## Supplied information

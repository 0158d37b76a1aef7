//! Product type model.

use catalog_core::types::{DbId, Timestamp};
use serde::{Deserialize, Serialize};
use sqlx::FromRow;

/// A row from the `product_types` table.
#[derive(Debug, Clone, PartialEq, Serialize, FromRow)]
#[serde(rename_all = "camelCase")]
pub struct ProductType {
    pub id: DbId,
    pub name: String,
    pub created_at: Timestamp,
    pub updated_at: Timestamp,
}

/// Request body for creating or renaming a product type.
#[derive(Debug, Clone, Default, Deserialize)]
pub struct ProductTypeInput {
    pub name: Option<String>,
}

## Your assignment
Every line from the one with "#[derive(Debug, Clone, Default, Deserialize)]" through the last line of the records above should be returned exactly, please, and no others.

## Response box
#[derive(Debug, Clone, Default, Deserialize)]
pub struct ProductTypeInput {
    pub name: Option<String>,
}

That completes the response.